Asymptomatic abdominal wall and incisional hernias: Is therapeutic decision consensual? An international survey

Ann Med Surg (Lond). 2020 Oct 24:60:227-231. doi: 10.1016/j.amsu.2020.10.051. eCollection 2020 Dec.

Abstract

Introduction: Hernia pathology is one of the leading causes of surgery worldwide. For asymptomatic patients, surgery remains questionable. The objective of this study was to evaluate the practices of a large population of digestive surgeons with asymptomatic hernia.

Methods: Between October 2016 and March 2017, French-speaking digestive surgeons were invited to respond to an online survey consisting of 13 common clinical situations concerning primary or asymptomatic incisional hernia pathology where a therapeutic decision was requested. A consensual attitude was defined by identical care by at least 75% of surgeons.

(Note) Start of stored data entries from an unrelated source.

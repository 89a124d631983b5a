// zeedas-rs: Provider-unified review workflow and deployment engine
//
// SPDX-FileCopyrightText: 2026 Romeo Ahmed
// SPDX-License-Identifier: GPL-3.0-or-later

//! Credential record commands.
//!
//! ```text
//! app init    APP -a ACCOUNT          -> create (or repair) the record
//! app show    APP                     -> record, tokens refreshed
//! app reset   APP -a ACCOUNT PROVIDER -> clear one binding slot
//! app default APP -a ACCOUNT PROVIDER -> make PROVIDER the only default
//! ```

use clap::{Args, Subcommand, ValueEnum};

use crate::model::Provider;

/// Arguments for the `app` command.
#[derive(Debug, Clone, Args)]
pub struct AppArgs {
    #[command(subcommand)]
    pub subcommand: AppSubcommand,
}

#[derive(Debug, Clone, Subcommand)]
pub enum AppSubcommand {
    /// Creates the credential record for an application.
    Init(OwnedApp),

    /// Prints the credential record as JSON (secrets included).
    Show(AppId),

    /// Clears the url, project, tokens and default flag of one provider.
    Reset(ProviderTarget),

    /// Makes one provider the default.
    Default(ProviderTarget),
}

/// An application id.
#[derive(Debug, Clone, Args)]
pub struct AppId {
    #[arg(value_name = "APP")]
    pub app: String,
}

/// An application id plus the account owning it.
#[derive(Debug, Clone, Args)]
pub struct OwnedApp {
    #[arg(value_name = "APP")]
    pub app: String,

    /// Owning account (team) id.
    #[arg(short = 'a', long, value_name = "ACCOUNT")]
    pub account: String,
}

/// An owned application and one of its provider slots.
#[derive(Debug, Clone, Args)]
pub struct ProviderTarget {
    #[command(flatten)]
    pub owner: OwnedApp,

    #[arg(value_enum, value_name = "PROVIDER")]
    pub provider: ProviderName,
}

/// Hosting provider as spelled on the command line.
#[derive(Debug, Clone, Copy, PartialEq, Eq, ValueEnum)]
pub enum ProviderName {
    Github,
    Gitlab,
    Bitbucket,
}

impl From<ProviderName> for Provider {
    fn from(name: ProviderName) -> Self {
        match name {
            ProviderName::Github => Self::Github,
            ProviderName::Gitlab => Self::Gitlab,
            ProviderName::Bitbucket => Self::Bitbucket,
        }
    }
}
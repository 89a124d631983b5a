// zeedas-rs: Provider-unified review workflow and deployment engine
//
// SPDX-FileCopyrightText: 2026 Romeo Ahmed
// SPDX-License-Identifier: GPL-3.0-or-later

//! Snapshot storage for submitted file versions.
//!
//! ```text
//! save_file(app, module, version, "src/lib.rs", source_url)
//!     Downloader --> <root>/<app>/<module>/<version>/src/lib.rs
//!     returns   --> <base_url>/<app>/<module>/<version>/src/lib.rs
//!                   (or the local path without a base URL)
//! ```
//!
//! `version` is the commit that produced the change, so every recorded
//! version of a file keeps its own snapshot.

use async_trait::async_trait;
use std::path::{Component, Path, PathBuf};
use tracing::debug;

use crate::error::{ZeedasResult, bad_input};
use crate::net::Downloader;

#[async_trait]
pub trait ArtifactStore: Send + Sync {
    /// Copy the file at `source_url` into the store and return its public URL.
    /// Distinct `version`s of the same `path` never share a URL.
    async fn save_file(
        &self,
        app: &str,
        module: &str,
        version: &str,
        path: &str,
        source_url: &str,
    ) -> ZeedasResult<String>;
}

/// Filesystem-backed store, typically served as static files.
#[derive(Debug, Clone)]
pub struct LocalArtifactStore {
    root: PathBuf,
    base_url: String,
}

/// Reject anything but plain names so a path cannot escape the store root.
fn relative(part: &str) -> ZeedasResult<PathBuf> {
    let candidate = Path::new(part.trim_matches('/'));
    let clean = candidate
        .components()
        .all(|c| matches!(c, Component::Normal(_)));
    if !clean || candidate.as_os_str().is_empty() {
        return Err(bad_input(format!("invalid artifact path: {part}")));
    }
    Ok(candidate.to_path_buf())
}

impl LocalArtifactStore {
    #[must_use]
    pub fn new(root: impl Into<PathBuf>, base_url: impl Into<String>) -> Self {
        Self {
            root: root.into(),
            base_url: base_url.into(),
        }
    }

    #[must_use]
    pub fn root(&self) -> &Path {
        &self.root
    }

    /// Destination on disk and the URL it will be served under.
    ///
    /// # Errors
    ///
    /// Returns `BadInputFormat` if any part is empty or not a plain relative path.
    pub fn locate(
        &self,
        app: &str,
        module: &str,
        version: &str,
        path: &str,
    ) -> ZeedasResult<(PathBuf, String)> {
        let relative = relative(app)?
            .join(relative(module)?)
            .join(relative(version)?)
            .join(relative(path)?);
        let target = self.root.join(&relative);
        let url = if self.base_url.is_empty() {
            target.display().to_string()
        } else {
            let tail: Vec<String> = relative
                .components()
                .map(|c| urlencoding::encode(&c.as_os_str().to_string_lossy()).into_owned())
                .collect();
            format!("{}/{}", self.base_url.trim_end_matches('/'), tail.join("/"))
        };
        Ok((target, url))
    }
}

#[async_trait]
impl ArtifactStore for LocalArtifactStore {
    async fn save_file(
        &self,
        app: &str,
        module: &str,
        version: &str,
        path: &str,
        source_url: &str,
    ) -> ZeedasResult<String> {
        let (target, url) = self.locate(app, module, version, path)?;
        Downloader::new().url(source_url).file(&target).download().await?;
        debug!(app, module, version, path, target = %target.display(), "stored artifact");
        Ok(url)
    }
}
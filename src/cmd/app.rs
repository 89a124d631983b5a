// zeedas-rs: Provider-unified review workflow and deployment engine
//
// SPDX-FileCopyrightText: 2026 Romeo Ahmed
// SPDX-License-Identifier: GPL-3.0-or-later

//! App command implementation for zeedas-rs.

use anyhow::bail;

use super::print_json;
use crate::cli::app::{AppArgs, AppSubcommand};
use crate::error::Result;
use crate::model::Provider;
use crate::workflow::Engine;

/// Main handler for app command.
///
/// # Errors
///
/// Returns an error if the record does not exist or cannot be stored.
pub async fn run_app_command(args: &AppArgs, engine: &Engine) -> Result<()> {
    match &args.subcommand {
        AppSubcommand::Init(owner) => {
            let record = engine.initiate(&owner.app, &owner.account).await?;
            println!("Initialized {} for {}", record.app, record.account);
        }
        AppSubcommand::Show(id) => {
            let Some(record) = engine.get(&id.app).await? else {
                bail!("app '{}' not found", id.app);
            };
            print_json(&record)?;
        }
        AppSubcommand::Reset(target) => {
            let provider = Provider::from(target.provider);
            engine
                .reset(&target.owner.app, &target.owner.account, provider)
                .await?;
            println!("Reset {provider} binding of {}", target.owner.app);
        }
        AppSubcommand::Default(target) => {
            let provider = Provider::from(target.provider);
            engine
                .set_default_provider(&target.owner.app, &target.owner.account, provider)
                .await?;
            println!("{provider} is now the default for {}", target.owner.app);
        }
    }
    Ok(())
}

Results: Of the 204 surgeons responding to the study, 44% were under 45 years of age. The therapeutic attitude was consensual in 2 out of 13 clinical cases: surgical abstention was chosen consensually for inguinal hernia in the elderly with comorbidities while surgical treatment was consensually chosen for incisional hernia in a young patient in remission of pancreatic cancer. The under-45s were more likely to undergo surgical repair (5 cases of 13 vs 4 cases of 13, p = 0.03).

Conclusion: Although frequent, the management of primary and incisional hernias of the abdominal wall does not reach consensus in the surgical community. Specific recommendations for indications of surgical management or watchful waiting are required.

Keywords: Abstention; Consensus; Hernia; Therapeutic care; Watchful waiting.